Learn about the FlowWright REST API using oAuth for Authentication

Last published at: July 30th, 2024

FlowWright REST API was traditionally secured using basic authentication with a username and password. With FlowWright, we now support OAuth-based authentication. OAuth is secure and popular with web application developers. Many applications (such as Facebook, LinkedIn, Twitter, HubSpot, SugarCRM, and SalesForce) support OAuth authentication.

What is OAuth?

OAuth is an open standard for access delegation. It is commonly used by Internet users to grant websites or applications access to their information without giving out passwords.

How does FlowWright OAuth work?

The diagram below shows the initial token request using the FlowWright REST APIs.

 

An HTTP POST request is sent to the following URL:

http://localhost:8080/api/token

With the POST request, the following fields and values are sent through the form body:

  • username – FlowWright username
  • password – FlowWright user password

FlowWright REST API will authenticate the user with FlowWright security. If the authentication succeeds, a response will be sent back in JSON format. The response will look as follows:

FlowWright OAuth token request

 

The JSON response contains the following information:

  • access_token – a token for making REST API calls
  • token_type – bearer type token
  • expires_in – expiration in seconds
  • refresh_token – refresh token for requesting tokens in the future
  • refreshTokenExpire – expiration date/time of refresh token in UTC
  • .issued – issued date/time of token in UTC
  • .expires – expiration date/time of token in UTC

Using the “access token” within the above response calls to the REST API can be made.  Call the REST API call just as before, but instead of passing the user name and password for authentication, pass the token as “Bearer” for authentication. Below is a graphic that illustrates the request using the POSTMAN tool:

FlowWright OAuth uses an access token to make REST API calls

 

Once the request is sent, FlowWright validates the token and, if successful, calls the intended REST API call and returns the result in JSON format. In the above case, we called the “getUsers” REST API call; the following JSON response is returned.

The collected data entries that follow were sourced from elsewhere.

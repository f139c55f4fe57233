//! Reference CPU backend: Winograd 3x3 convolutions in plain `f32`.

use sente_core::{BOARD_SIZE, NUM_INTERSECTIONS};

use super::ForwardPipe;
use crate::error::PipeError;
use crate::layers;
use crate::weights::transform::{WINOGRAD_ALPHA, WINOGRAD_M, WINOGRAD_TILE};
use crate::weights::{ConvBlock, OUTPUTS_POLICY, OUTPUTS_VALUE, ResidualBlock};

const SQ2: f32 = std::f32::consts::SQRT_2;

/// Tiles per board row.
const WTILES: usize = BOARD_SIZE.div_ceil(WINOGRAD_M);
/// Tiles per board.
const TILES: usize = WTILES * WTILES;

const NAME: &str = "cpu";

/// Where the pipe is in the load sequence.
#[derive(Debug, Clone, Copy, PartialEq, Eq)]
enum Stage {
    Uninitialized,
    Input,
    Tower,
    ValueHead,
    Ready,
}

/// Always-available CPU implementation of [`ForwardPipe`].
#[derive(Debug)]
pub struct CpuPipe {
    stage: Stage,
    channels: usize,
    input_planes: usize,
    input: ConvBlock,
    residual: Vec<ResidualBlock>,
    policy_conv: Vec<f32>,
    value_conv: Vec<f32>,
}

impl Default for CpuPipe {
    fn default() -> Self {
        CpuPipe::new()
    }
}

impl CpuPipe {
    pub fn new() -> CpuPipe {
        CpuPipe {
            stage: Stage::Uninitialized,
            channels: 0,
            input_planes: 0,
            input: ConvBlock::default(),
            residual: Vec::new(),
            policy_conv: Vec::new(),
            value_conv: Vec::new(),
        }
    }

    fn out_of_order(&self, layer: &'static str) -> PipeError {
        PipeError::OutOfOrder {
            backend: NAME.to_string(),
            layer,
        }
    }

    fn unsupported(what: String) -> PipeError {
        PipeError::Unsupported {
            backend: NAME.to_string(),
            what,
        }
    }
}

impl ForwardPipe for CpuPipe {
    fn name(&self) -> &str {
        NAME
    }

    fn initialize(&mut self, channels: usize) -> Result<(), PipeError> {
        if self.stage != Stage::Uninitialized {
            return Err(self.out_of_order("initialize"));
        }
        self.channels = channels;
        self.stage = Stage::Input;
        Ok(())
    }

    fn push_input_convolution(
        &mut self,
        tile_size: usize,
        inputs: usize,
        outputs: usize,
        conv: &ConvBlock,
    ) -> Result<(), PipeError> {
        if self.stage != Stage::Input {
            return Err(self.out_of_order("input convolution"));
        }
        if tile_size != WINOGRAD_ALPHA {
            return Err(CpuPipe::unsupported(format!("winograd tile size {tile_size}")));
        }
        if outputs != self.channels {
            return Err(CpuPipe::unsupported(format!(
                "input convolution with {outputs} outputs on a {}-channel tower",
                self.channels
            )));
        }
        self.input_planes = inputs;
        self.input = conv.clone();
        self.stage = Stage::Tower;
        Ok(())
    }

    fn push_residual(
        &mut self,
        tile_size: usize,
        channels: usize,
        se_fc_outputs: usize,
        block: &ResidualBlock,
    ) -> Result<(), PipeError> {
        if self.stage != Stage::Tower {
            return Err(self.out_of_order("residual block"));
        }
        if tile_size != WINOGRAD_ALPHA || channels != self.channels {
            return Err(CpuPipe::unsupported(format!(
                "residual block of {channels} channels, tile {tile_size}"
            )));
        }
        debug_assert_eq!(se_fc_outputs, block.se.fc_outputs());
        self.residual.push(block.clone());
        Ok(())
    }

    fn push_convolve(
        &mut self,
        kernel_size: usize,
        inputs: usize,
        outputs: usize,
        weights: &[f32],
    ) -> Result<(), PipeError> {
        if kernel_size != 1 || inputs != self.channels {
            return Err(CpuPipe::unsupported(format!(
                "{kernel_size}x{kernel_size} convolution from {inputs} channels"
            )));
        }
        match (self.stage, outputs) {
            (Stage::Tower, OUTPUTS_POLICY) => {
                self.policy_conv = weights.to_vec();
                self.stage = Stage::ValueHead;
            }
            (Stage::ValueHead, OUTPUTS_VALUE) => {
                self.value_conv = weights.to_vec();
                self.stage = Stage::Ready;
            }
            _ => return Err(self.out_of_order("head convolution")),
        }
        Ok(())
    }

    fn forward(&self, input: &[f32], policy: &mut [f32], value: &mut [f32]) {
        assert_eq!(self.stage, Stage::Ready, "cpu pipe used before loading finished");
        let channels = self.channels;

        let mut buffers = Scratch::new(self.input_planes.max(channels), channels);
        let mut x = buffers.convolve(input, self.input_planes, channels, &self.input.weights);
        layers::batchnorm_prelu(&mut x, NUM_INTERSECTIONS, &self.input.means, &self.input.stddivs, &self.input.prelu_alphas);

        for block in &self.residual {
            let skip = x;
            let mut y = buffers.convolve(&skip, channels, channels, &block.conv1.weights);
            layers::batchnorm_prelu(&mut y, NUM_INTERSECTIONS, &block.conv1.means, &block.conv1.stddivs, &block.conv1.prelu_alphas);

            let mut z = buffers.convolve(&y, channels, channels, &block.conv2.weights);
            layers::batchnorm(&mut z, NUM_INTERSECTIONS, &block.conv2.means, &block.conv2.stddivs);
            if block.se.fc_outputs() > 0 {
                squeeze_excitation(&mut z, block);
            }
            layers::residual_prelu(&mut z, NUM_INTERSECTIONS, &skip, &block.conv2.prelu_alphas);
            x = z;
        }

        policy.copy_from_slice(&layers::convolve_1x1(&x, NUM_INTERSECTIONS, &self.policy_conv, OUTPUTS_POLICY));
        value.copy_from_slice(&layers::convolve_1x1(&x, NUM_INTERSECTIONS, &self.value_conv, OUTPUTS_VALUE));
    }
}

/// Scale each channel by a gate computed from its global average.
fn squeeze_excitation(data: &mut [f32], block: &ResidualBlock) {
    let se = &block.se;
    let pooled = layers::global_average_pool(data, NUM_INTERSECTIONS);
    let hidden = layers::innerproduct(&pooled, &se.fc1_weights, &se.fc1_biases, true);
    let gates = layers::innerproduct(&hidden, &se.fc2_weights, &se.fc2_biases, false);
    for (plane, gate) in data.chunks_exact_mut(NUM_INTERSECTIONS).zip(gates) {
        let scale = layers::sigmoid(gate);
        for x in plane {
            *x *= scale;
        }
    }
}

/// Per-call working memory for Winograd convolutions.
struct Scratch {
    v: Vec<f32>,
    m: Vec<f32>,
}

impl Scratch {
    fn new(max_inputs: usize, max_outputs: usize) -> Scratch {
        Scratch {
            v: vec![0.0; WINOGRAD_TILE * max_inputs * TILES],
            m: vec![0.0; WINOGRAD_TILE * max_outputs * TILES],
        }
    }

    /// 3x3 same-padded convolution of `inputs` planes with transformed weights
    /// laid out `[tile][c][o]`.
    fn convolve(&mut self, input: &[f32], inputs: usize, outputs: usize, weights: &[f32]) -> Vec<f32> {
        let v = &mut self.v[..WINOGRAD_TILE * inputs * TILES];
        let m = &mut self.m[..WINOGRAD_TILE * outputs * TILES];
        transform_in(input, v, inputs);
        sgemm(weights, v, m, inputs, outputs);
        let mut output = vec![0.0; outputs * NUM_INTERSECTIONS];
        transform_out(m, &mut output, outputs);
        output
    }
}

/// `V[b][c][p] = (B^T d B)[b]` for the 6x6 patch of tile `p` in channel `c`.
fn transform_in(input: &[f32], v: &mut [f32], channels: usize) {
    for c in 0..channels {
        let plane = &input[c * NUM_INTERSECTIONS..][..NUM_INTERSECTIONS];
        for ty in 0..WTILES {
            for tx in 0..WTILES {
                let mut d = [0.0f32; WINOGRAD_TILE];
                for i in 0..WINOGRAD_ALPHA {
                    for j in 0..WINOGRAD_ALPHA {
                        let y = (ty * WINOGRAD_M + i).wrapping_sub(1);
                        let x = (tx * WINOGRAD_M + j).wrapping_sub(1);
                        if y < BOARD_SIZE && x < BOARD_SIZE {
                            d[i * WINOGRAD_ALPHA + j] = plane[y * BOARD_SIZE + x];
                        }
                    }
                }

                // B^T d B = (B^T (B^T d)^T)^T
                let t = transpose(&bt_rows(&d));
                let out = transpose(&bt_rows(&t));

                let p = ty * WTILES + tx;
                for (b, value) in out.iter().enumerate() {
                    v[b * channels * TILES + c * TILES + p] = *value;
                }
            }
        }
    }
}

/// `B^T * d` for a 6x6 matrix `d`, exploiting the sparsity of `B^T`.
fn bt_rows(d: &[f32; WINOGRAD_TILE]) -> [f32; WINOGRAD_TILE] {
    let mut out = [0.0f32; WINOGRAD_TILE];
    for j in 0..WINOGRAD_ALPHA {
        let col = |r: usize| d[r * WINOGRAD_ALPHA + j];
        let (d0, d1, d2, d3, d4, d5) = (col(0), col(1), col(2), col(3), col(4), col(5));
        out[j] = d0 - 2.5 * d2 + d4;
        out[WINOGRAD_ALPHA + j] = -SQ2 * d1 - 2.0 * d2 + SQ2 / 2.0 * d3 + d4;
        out[2 * WINOGRAD_ALPHA + j] = SQ2 * d1 - 2.0 * d2 - SQ2 / 2.0 * d3 + d4;
        out[3 * WINOGRAD_ALPHA + j] = -SQ2 / 2.0 * d1 - 0.5 * d2 + SQ2 * d3 + d4;
        out[4 * WINOGRAD_ALPHA + j] = SQ2 / 2.0 * d1 - 0.5 * d2 - SQ2 * d3 + d4;
        out[5 * WINOGRAD_ALPHA + j] = d1 - 2.5 * d3 + d5;
    }
    out
}

fn transpose<const N: usize>(a: &[f32; N]) -> [f32; N] {
    let side = N.isqrt();
    let mut out = [0.0f32; N];
    for i in 0..side {
        for j in 0..side {
            out[j * side + i] = a[i * side + j];
        }
    }
    out
}

/// `M[b][o][p] = sum_c U[b][c][o] * V[b][c][p]` for each of the 36 coefficients.
fn sgemm(u: &[f32], v: &[f32], m: &mut [f32], channels: usize, outputs: usize) {
    m.fill(0.0);
    for b in 0..WINOGRAD_TILE {
        let ub = &u[b * channels * outputs..][..channels * outputs];
        let vb = &v[b * channels * TILES..][..channels * TILES];
        let mb = &mut m[b * outputs * TILES..][..outputs * TILES];
        for c in 0..channels {
            let vrow = &vb[c * TILES..][..TILES];
            for o in 0..outputs {
                let w = ub[c * outputs + o];
                if w == 0.0 {
                    continue;
                }
                for (acc, x) in mb[o * TILES..][..TILES].iter_mut().zip(vrow) {
                    *acc += w * x;
                }
            }
        }
    }
}

/// `Y = A^T m A` per tile, cropped to the board.
fn transform_out(m: &[f32], output: &mut [f32], outputs: usize) {
    for o in 0..outputs {
        for ty in 0..WTILES {
            for tx in 0..WTILES {
                let p = ty * WTILES + tx;
                let mut tile = [0.0f32; WINOGRAD_TILE];
                for (b, t) in tile.iter_mut().enumerate() {
                    *t = m[b * outputs * TILES + o * TILES + p];
                }
                let y = at_apply(&tile);
                for i in 0..WINOGRAD_M {
                    for j in 0..WINOGRAD_M {
                        let (row, col) = (ty * WINOGRAD_M + i, tx * WINOGRAD_M + j);
                        if row < BOARD_SIZE && col < BOARD_SIZE {
                            output[o * NUM_INTERSECTIONS + row * BOARD_SIZE + col] = y[i * WINOGRAD_M + j];
                        }
                    }
                }
            }
        }
    }
}

#[rustfmt::skip]
const AT: [f32; WINOGRAD_M * WINOGRAD_ALPHA] = [
    1.0, 1.0,       1.0,        1.0,       1.0,        0.0,
    0.0, SQ2 / 2.0, -SQ2 / 2.0, SQ2,       -SQ2,       0.0,
    0.0, 0.5,       0.5,        2.0,       2.0,        0.0,
    0.0, SQ2 / 4.0, -SQ2 / 4.0, 2.0 * SQ2, -2.0 * SQ2, 1.0,
];

/// `A^T m A` for a 6x6 tile, giving a 4x4 output block.
fn at_apply(m: &[f32; WINOGRAD_TILE]) -> [f32; WINOGRAD_M * WINOGRAD_M] {
    let mut tmp = [0.0f32; WINOGRAD_M * WINOGRAD_ALPHA];
    for i in 0..WINOGRAD_M {
        for j in 0..WINOGRAD_ALPHA {
            tmp[i * WINOGRAD_ALPHA + j] = (0..WINOGRAD_ALPHA)
                .map(|k| AT[i * WINOGRAD_ALPHA + k] * m[k * WINOGRAD_ALPHA + j])
                .sum();
        }
    }
    let mut out = [0.0f32; WINOGRAD_M * WINOGRAD_M];
    for i in 0..WINOGRAD_M {
        for j in 0..WINOGRAD_M {
            out[i * WINOGRAD_M + j] = (0..WINOGRAD_ALPHA)
                .map(|k| tmp[i * WINOGRAD_ALPHA + k] * AT[j * WINOGRAD_ALPHA + k])
                .sum();
        }
    }
    out
}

JSON response from REST API call

 

By default, “access token” has an expiration of 10 minutes: REST API will return the result “token expired” if used after expiry. To avoid this, you must use the “refresh token” to request a new access token. Below is the process:

FlowWright REST API OAuth refresh token request

 

To request a new token, an HTTP POST request is sent to the same token URL:

http://localhost/cDevWorkflowRESTAPI/api/token

The following information is sent within the request body:

  • grant_type – set the grant type to “refresh_token”
  • refresh_token – pass the refresh token received from the first token call

FlowWright's REST API will validate the refresh token, and if successful, it will return a JSON response with a similar response as before:

 

The new “access token” can now be used to make REST API calls to FlowWright. By default, the refresh token is valid for 30 days. All dates/times used for tokens are in UTC format. The default expiration values for an access token and refresh token can be changed within the “Web.config” file of the FlowWright REST API.

Because most REST APIs are stateless, each call must perform authentication and validation. We have enhanced the REST API to be "stateful" to maintain user sessions. With these enhancements to the REST API, we can achieve higher throughput and performance, shorter execution times, and more efficient development.

These generated OAuth tokens can also be used for authentication in other parts of the FlowWright application, especially in the Microservices and Configuration Manager user interfaces.